// ============================================================
// Layer 2 — Pipeline Stages
// ============================================================
// One async function per stage. Every stage:
//   - borrows the current RunState immutably
//   - reads only the fields it depends on
//   - returns a StateUpdate holding only the fields it produced
//
// A stage returns Err(StageFault) when continuing would be
// pointless (no papers could be discovered at all, no
// hypotheses to check). The state machine then merges the
// fault's update and jumps straight to Synthesize, so the user
// still gets an answer that discloses the gap.
//
//   Discover   → papers
//   Extract    → chunks
//   Expand     → hypotheses, expansion_queries
//   Retrieve   → candidates
//   Validate   → evidence
//   Synthesize → final_answer

use std::sync::Arc;

use futures::stream::{self, StreamExt};

use crate::application::aggregator;
use crate::application::fallback;
use crate::domain::chunk::Chunk;
use crate::domain::config::RunConfig;
use crate::domain::evidence::{Evidence, EvidenceRecord, Judgment, ValidatedChunk};
use crate::domain::paper::merge_papers;
use crate::domain::state::{RunState, StateUpdate};
use crate::domain::traits::{IndexBuilder, LanguageModel, PaperSource, TextExtractor};
use crate::retrieval::fanout::{self, FanoutSettings};

/// The external collaborators a run talks to.
#[derive(Clone)]
pub struct Collaborators {
    pub papers: Arc<dyn PaperSource>,
    pub extractor: Arc<dyn TextExtractor>,
    pub index: Arc<dyn IndexBuilder>,
    pub llm: Arc<dyn LanguageModel>,
}

/// Everything a stage may use besides the run state.
#[derive(Clone)]
pub struct StageContext {
    pub collaborators: Collaborators,
    pub config: RunConfig,
}

/// A stage's signal that the run should go straight to synthesis.
#[derive(Debug, Clone, PartialEq)]
pub struct StageFault {
    /// Fields the stage still produced before giving up
    pub update: StateUpdate,
    pub message: String,
}

impl StageFault {
    pub fn new(message: impl Into<String>) -> Self {
        Self { update: StateUpdate::new(), message: message.into() }
    }

    pub fn with_update(mut self, update: StateUpdate) -> Self {
        self.update = update;
        self
    }
}

pub type StageResult = Result<StateUpdate, StageFault>;

// ─── Discover ─────────────────────────────────────────────────────────────────
/// Find papers for the question. A retry pass asks for more
/// results and keeps the papers already known.
pub async fn discover(state: &RunState, ctx: &StageContext) -> StageResult {
    let wanted = ctx.config.papers_for_pass(state.retry_count);
    tracing::info!("Discovering up to {} papers (pass {})", wanted, state.retry_count + 1);

    let call = ctx.collaborators.papers.discover(&state.question, wanted);
    match fallback::guarded(ctx.config.fetch_timeout(), call).await {
        Ok(found) => {
            if found.is_empty() {
                tracing::warn!("Discovery returned no papers; no evidence available");
            }
            let papers = merge_papers(&state.papers, found);
            tracing::info!("Known papers: {}", papers.len());
            Ok(StateUpdate::new().papers(papers))
        }
        Err(e) => Err(StageFault::new(fallback::discovery(&state.question, &e))),
    }
}

// ─── Extract ──────────────────────────────────────────────────────────────────
/// Extract chunks from every known paper, in parallel, paper order preserved.
pub async fn extract(state: &RunState, ctx: &StageContext) -> StageResult {
    let papers    = &state.papers;
    let extractor = ctx.collaborators.extractor.as_ref();
    let timeout   = ctx.config.fetch_timeout();

    let mut slots: Vec<Vec<Chunk>> = vec![Vec::new(); papers.len()];

    let mut completed = stream::iter(papers.iter().enumerate())
        .map(move |(slot, paper)| async move {
            (slot, fallback::guarded(timeout, extractor.extract(paper)).await)
        })
        .buffer_unordered(ctx.config.concurrency_limit.max(1));

    while let Some((slot, result)) = completed.next().await {
        slots[slot] = match result {
            Ok(chunks) => {
                tracing::debug!("'{}': {} chunks", papers[slot].title, chunks.len());
                chunks
            }
            Err(e) => fallback::extraction(&papers[slot], &e),
        };
    }

    let chunks: Vec<Chunk> = slots.into_iter().flatten().collect();
    tracing::info!("Extracted {} chunks from {} papers", chunks.len(), papers.len());
    Ok(StateUpdate::new().chunks(chunks))
}

// ─── Expand ───────────────────────────────────────────────────────────────────
/// Generate hypotheses and expansion queries from the question.
pub async fn expand(state: &RunState, ctx: &StageContext) -> StageResult {
    let llm      = ctx.collaborators.llm.as_ref();
    let timeout  = ctx.config.call_timeout();
    let question = state.question.as_str();

    let (hypotheses, expansions) = futures::join!(
        fallback::guarded(timeout, llm.generate_hypotheses(question)),
        fallback::guarded(timeout, llm.expand_query(question)),
    );

    let mut expansion_queries = match expansions {
        Ok(list) => tidy(list, ctx.config.max_expansions),
        Err(e)   => fallback::expansion(question, &e),
    };
    if expansion_queries.is_empty() {
        expansion_queries.push(question.to_string());
    }

    let hypotheses = match hypotheses {
        Ok(list) => tidy(list, ctx.config.max_hypotheses),
        Err(e) => {
            let message = fallback::hypotheses(&e);
            let update  = StateUpdate::new().expansion_queries(expansion_queries);
            return Err(StageFault::new(message).with_update(update));
        }
    };

    if hypotheses.is_empty() {
        let update = StateUpdate::new().expansion_queries(expansion_queries);
        return Err(StageFault::new("no hypotheses could be generated").with_update(update));
    }

    tracing::info!(
        "Generated {} hypotheses and {} expansion queries",
        hypotheses.len(),
        expansion_queries.len()
    );
    Ok(StateUpdate::new()
        .hypotheses(hypotheses)
        .expansion_queries(expansion_queries))
}

/// Trim, drop blanks and repeats, cap the length.
fn tidy(list: Vec<String>, max: usize) -> Vec<String> {
    let mut out: Vec<String> = Vec::new();
    for item in list {
        let item = item.trim().to_string();
        if !item.is_empty() && !out.contains(&item) {
            out.push(item);
        }
    }
    out.truncate(max);
    out
}

// ─── Retrieve ─────────────────────────────────────────────────────────────────
/// Fan out similarity searches over a fresh index of the current chunk pool.
pub async fn retrieve(state: &RunState, ctx: &StageContext) -> StageResult {
    let settings = FanoutSettings::from(&ctx.config);
    let result = fanout::retrieve(
        ctx.collaborators.index.as_ref(),
        &state.hypotheses,
        &state.expansion_queries,
        &state.chunks,
        &settings,
    )
    .await;

    match result {
        Ok(candidates) => Ok(StateUpdate::new().candidates(candidates)),
        Err(e) => {
            tracing::warn!("Similarity index unavailable: {}", e);
            Ok(StateUpdate::new()
                .candidates(Vec::new())
                .last_error(format!("similarity index unavailable: {e}")))
        }
    }
}

// ─── Validate ─────────────────────────────────────────────────────────────────
/// Judge every (hypothesis, chunk) pair exactly once.
pub async fn validate(state: &RunState, ctx: &StageContext) -> StageResult {
    let llm     = ctx.collaborators.llm.as_ref();
    let timeout = ctx.config.call_timeout();

    // Flatten to (hypothesis index, chunk index) pairs; one slot per pair
    let pairs: Vec<(usize, usize)> = state
        .candidates
        .iter()
        .enumerate()
        .flat_map(|(h, c)| (0..c.chunks.len()).map(move |i| (h, i)))
        .collect();

    let mut slots: Vec<Option<Judgment>> = vec![None; pairs.len()];
    let candidates = &state.candidates;

    let mut completed = stream::iter(pairs.iter().copied().enumerate())
        .map(move |(slot, (h, i))| async move {
            let hypothesis = candidates[h].hypothesis.as_str();
            let chunk      = &candidates[h].chunks[i];
            let call       = llm.judge(hypothesis, &chunk.text, &chunk.metadata);
            let judgment   = match fallback::guarded(timeout, call).await {
                Ok(j)  => j,
                Err(e) => fallback::judgment(hypothesis, &e),
            };
            (slot, judgment)
        })
        .buffer_unordered(ctx.config.concurrency_limit.max(1));

    while let Some((slot, judgment)) = completed.next().await {
        slots[slot] = Some(judgment);
    }

    let mut records: Vec<EvidenceRecord> = candidates
        .iter()
        .map(|c| EvidenceRecord::new(c.hypothesis.clone()))
        .collect();

    for (&(h, i), judgment) in pairs.iter().zip(slots) {
        if let Some(judgment) = judgment {
            records[h].validated_chunks.push(ValidatedChunk {
                chunk: candidates[h].chunks[i].clone(),
                judgment,
            });
        }
    }

    let evidence: Evidence = records.into_iter().collect();
    tracing::info!(
        "Validated {} pairs: {} confirmed",
        evidence.records().iter().map(|r| r.validated_chunks.len()).sum::<usize>(),
        evidence.confirmed_count()
    );
    Ok(StateUpdate::new().evidence(evidence))
}

// ─── Synthesize ───────────────────────────────────────────────────────────────
/// Render the final answer from the confirmed evidence.
pub async fn synthesize(state: &RunState, _ctx: &StageContext) -> StageResult {
    let synthesis = aggregator::aggregate(&state.evidence);
    tracing::info!(
        "Synthesised answer: {} confirmed, {} partial hypotheses",
        synthesis.confirmed.len(),
        synthesis.partial.len()
    );
    Ok(StateUpdate::new().final_answer(synthesis.render(state.last_error.as_deref())))
}
// ============================================================
// Layer 4 — Data Pipeline
// ============================================================
// Everything between a paper's locator and the chunks the
// pipeline searches:
//
//   *.json records
//       │
//       ▼
//   LocalCorpus        → offline paper discovery
//
//   PDF / text bytes
//       │
//       ▼
//   DocumentExtractor  → fetch, decode, orchestrate the steps below
//       │
//       ▼
//   Preprocessor       → cleans text (ligatures, hyphenation, whitespace)
//       │
//       ▼
//   quality            → rejects covers, boilerplate and stubs
//       │
//       ▼
//   Chunker            → overlapping windows tagged with metadata
//
// Each module is responsible for exactly one step.
// This makes each step independently testable and replaceable.
//
// Reference: Rust Book §13 (Iterators and Closures)

/// Offline paper discovery over a directory of JSON records
pub mod loader;

/// Fetches and converts one paper into chunks
pub mod extractor;

/// Cleans and normalises raw extracted text
pub mod preprocessor;

/// Rejects documents that are not usable papers
pub mod quality;

/// Splits long documents into overlapping chunks
pub mod chunker;
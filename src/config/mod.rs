//! Engine configuration — sampling knobs, engine selection, data directory.

use crate::error::{EngineError, Result};

use directories::ProjectDirs;
use serde::{Deserialize, Serialize};
use std::path::PathBuf;

/// Context-window budget reported through `get_token_info`. Advisory only;
/// the engine never enforces a hard cutoff.
pub const DEFAULT_TOKEN_BUDGET: u32 = 32_768;

/// Environment variable selecting the backend when `--provider` is absent.
pub const ENGINE_ENV: &str = "RETRIEVER_ENGINE";

const DEFAULT_ENGINE: &str = "gemini";

/// Optional sampling knobs, uniform across backends. Each provider filters
/// out the knobs its capability set does not cover before building a
/// request.
#[derive(Debug, Clone, Default, Serialize, Deserialize, PartialEq)]
pub struct SamplingConfig {
    #[serde(default, skip_serializing_if = "Option::is_none")]
    pub top_p: Option<f64>,
    #[serde(default, skip_serializing_if = "Option::is_none")]
    pub top_k: Option<u32>,
    #[serde(default, skip_serializing_if = "Option::is_none")]
    pub temperature: Option<f64>,
}

impl SamplingConfig {
    pub fn is_empty(&self) -> bool {
        self.top_p.is_none() && self.top_k.is_none() && self.temperature.is_none()
    }
}

/// Resolved engine configuration, assembled from CLI flags and environment.
#[derive(Debug, Clone)]
pub struct EngineConfig {
    pub engine: String,
    /// Backend model name; each provider substitutes its own default when
    /// unset.
    pub model: Option<String>,
    pub sampling: SamplingConfig,
    pub data_dir: PathBuf,
    pub token_budget: u32,
}

impl EngineConfig {
    /// Build a config from already-parsed CLI values. Engine resolution
    /// order: explicit flag, `RETRIEVER_ENGINE`, then the Gemini default.
    pub fn resolve(
        engine_flag: Option<String>,
        model: Option<String>,
        sampling: SamplingConfig,
        data_dir: Option<PathBuf>,
    ) -> Result<Self> {
        let engine = engine_flag
            .or_else(|| std::env::var(ENGINE_ENV).ok().filter(|v| !v.is_empty()))
            .unwrap_or_else(|| DEFAULT_ENGINE.to_string())
            .to_lowercase();

        let data_dir = match data_dir {
            Some(dir) => dir,
            None => default_data_dir()?,
        };

        Ok(Self {
            engine,
            model,
            sampling,
            data_dir,
            token_budget: DEFAULT_TOKEN_BUDGET,
        })
    }
}

/// Per-user application directory where snapshots and WALs live.
pub fn default_data_dir() -> Result<PathBuf> {
    let dirs = ProjectDirs::from("", "", "retriever").ok_or_else(|| {
        EngineError::Config("cannot determine a home directory for session storage".into())
    })?;
    Ok(dirs.data_dir().to_path_buf())
}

• • • • • • •

» **YOUR ASSIGNMENT**
One number answers this exercise: the count of lines above in which the word "guarded" appears.

» **SOLVED EXERCISE**
5